#### Provided records ####

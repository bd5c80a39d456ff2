//! Saved project: details, active unit, entered triangles, traced boundary, scale.
//!
//! Import is strict: anything that does not match the shape (unknown method,
//! field not belonging to a method, non-string entry, duplicate triangle id)
//! rejects the whole file. Export writes the same shape back, with entered
//! numbers untouched.

use serde::{Deserialize, Serialize};
use std::collections::HashSet;
use thiserror::Error;

use crate::area::{summarize, CalculationResult, Summary, TriangleSpec};
use crate::geom2::Point;
use crate::scale::{measure_boundary, BoundaryMeasurement, ScaleError, ScaleReference};
use crate::units::Unit;

#[derive(Debug, Error)]
pub enum ProjectError {
    #[error("malformed project file: {0}")]
    Malformed(#[from] serde_json::Error),
    #[error("duplicate triangle id {0}")]
    DuplicateId(u64),
    #[error("triangle id {0} leaves no id free for new triangles")]
    IdsExhausted(u64),
    #[error(transparent)]
    Scale(#[from] ScaleError),
}

#[derive(Clone, Debug, Default, PartialEq, Serialize, Deserialize)]
#[serde(rename_all = "camelCase", deny_unknown_fields)]
pub struct Project {
    /// Free-form details (name, owner, survey number, …), kept verbatim.
    #[serde(default)]
    pub project_details: serde_json::Map<String, serde_json::Value>,
    #[serde(default)]
    pub unit: Unit,
    #[serde(default)]
    pub triangles: Vec<TriangleSpec>,
    #[serde(default)]
    pub boundary_points: Vec<Point>,
    #[serde(default)]
    pub scale: Option<ScaleReference>,
}

/// Evaluated view of a project. Both summaries are in the project unit.
#[derive(Clone, Debug, PartialEq, Serialize)]
#[serde(rename_all = "camelCase")]
pub struct ProjectReport {
    pub results: Vec<CalculationResult>,
    pub summary: Summary,
    #[serde(skip_serializing_if = "Option::is_none")]
    pub boundary: Option<BoundaryMeasurement>,
}

impl Project {
    pub fn from_json(text: &str) -> Result<Self, ProjectError> {
        let project: Project = serde_json::from_str(text)?;
        project.check_ids()?;
        Ok(project)
    }

    pub fn to_json_pretty(&self) -> serde_json::Result<String> {
        serde_json::to_string_pretty(self)
    }

    fn check_ids(&self) -> Result<(), ProjectError> {
        let mut seen = HashSet::with_capacity(self.triangles.len());
        for t in &self.triangles {
            if !seen.insert(t.id) {
                return Err(ProjectError::DuplicateId(t.id));
            }
        }
        Ok(())
    }

    /// Smallest id strictly above every entered triangle id.
    pub fn next_id(&self) -> Result<u64, ProjectError> {
        match self.triangles.iter().map(|t| t.id).max() {
            None => Ok(1),
            Some(top) => top.checked_add(1).ok_or(ProjectError::IdsExhausted(top)),
        }
    }

    /// Entered triangles evaluated in the project unit.
    pub fn evaluate(&self) -> (Vec<CalculationResult>, Summary) {
        summarize(&self.triangles, self.unit)
    }

    /// Traced boundary measured with the project scale and reported in the
    /// project unit; `None` without a scale or with fewer than three points.
    pub fn measure_boundary(&self) -> Result<Option<BoundaryMeasurement>, ProjectError> {
        let Some(scale) = self.scale else {
            return Ok(None);
        };
        if self.boundary_points.len() < 3 {
            return Ok(None);
        }
        Ok(Some(measure_boundary(
            &self.boundary_points,
            &scale.in_unit(self.unit),
            self.next_id()?,
        )?))
    }

    pub fn report(&self) -> Result<ProjectReport, ProjectError> {
        let (results, summary) = self.evaluate();
        Ok(ProjectReport {
            results,
            summary,
            boundary: self.measure_boundary()?,
        })
    }
}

####

> [What you should do]
Repeat all of the records above exactly as they appear.

> [Exercise result]
repository bd5c80a39d456ff2
//! Saved project: details, active unit, entered triangles, traced boundary, scale.
//!
//! Import is strict: anything that does not match the shape (unknown method,
//! field not belonging to a method, non-string entry, duplicate triangle id)
//! rejects the whole file. Export writes the same shape back, with entered
//! numbers untouched.

use serde::{Deserialize, Serialize};
use std::collections::HashSet;
use thiserror::Error;

use crate::area::{summarize, CalculationResult, Summary, TriangleSpec};
use crate::geom2::Point;
use crate::scale::{measure_boundary, BoundaryMeasurement, ScaleError, ScaleReference};
use crate::units::Unit;

#[derive(Debug, Error)]
pub enum ProjectError {
    #[error("malformed project file: {0}")]
    Malformed(#[from] serde_json::Error),
    #[error("duplicate triangle id {0}")]
    DuplicateId(u64),
    #[error("triangle id {0} leaves no id free for new triangles")]
    IdsExhausted(u64),
    #[error(transparent)]
    Scale(#[from] ScaleError),
}

#[derive(Clone, Debug, Default, PartialEq, Serialize, Deserialize)]
#[serde(rename_all = "camelCase", deny_unknown_fields)]
pub struct Project {
    /// Free-form details (name, owner, survey number, …), kept verbatim.
    #[serde(default)]
    pub project_details: serde_json::Map<String, serde_json::Value>,
    #[serde(default)]
    pub unit: Unit,
    #[serde(default)]
    pub triangles: Vec<TriangleSpec>,
    #[serde(default)]
    pub boundary_points: Vec<Point>,
    #[serde(default)]
    pub scale: Option<ScaleReference>,
}

/// Evaluated view of a project. Both summaries are in the project unit.
#[derive(Clone, Debug, PartialEq, Serialize)]
#[serde(rename_all = "camelCase")]
pub struct ProjectReport {
    pub results: Vec<CalculationResult>,
    pub summary: Summary,
    #[serde(skip_serializing_if = "Option::is_none")]
    pub boundary: Option<BoundaryMeasurement>,
}

impl Project {
    pub fn from_json(text: &str) -> Result<Self, ProjectError> {
        let project: Project = serde_json::from_str(text)?;
        project.check_ids()?;
        Ok(project)
    }

    pub fn to_json_pretty(&self) -> serde_json::Result<String> {
        serde_json::to_string_pretty(self)
    }

    fn check_ids(&self) -> Result<(), ProjectError> {
        let mut seen = HashSet::with_capacity(self.triangles.len());
        for t in &self.triangles {
            if !seen.insert(t.id) {
                return Err(ProjectError::DuplicateId(t.id));
            }
        }
        Ok(())
    }

    /// Smallest id strictly above every entered triangle id.
    pub fn next_id(&self) -> Result<u64, ProjectError> {
        match self.triangles.iter().map(|t| t.id).max() {
            None => Ok(1),
            Some(top) => top.checked_add(1).ok_or(ProjectError::IdsExhausted(top)),
        }
    }

    /// Entered triangles evaluated in the project unit.
    pub fn evaluate(&self) -> (Vec<CalculationResult>, Summary) {
        summarize(&self.triangles, self.unit)
    }

    /// Traced boundary measured with the project scale and reported in the
    /// project unit; `None` without a scale or with fewer than three points.
    pub fn measure_boundary(&self) -> Result<Option<BoundaryMeasurement>, ProjectError> {
        let Some(scale) = self.scale else {
            return Ok(None);
        };
        if self.boundary_points.len() < 3 {
            return Ok(None);
        }
        Ok(Some(measure_boundary(
            &self.boundary_points,
            &scale.in_unit(self.unit),
            self.next_id()?,
        )?))
    }

    pub fn report(&self) -> Result<ProjectReport, ProjectError> {
        let (results, summary) = self.evaluate();
        Ok(ProjectReport {
            results,
            summary,
            boundary: self.measure_boundary()?,
        })
    }
}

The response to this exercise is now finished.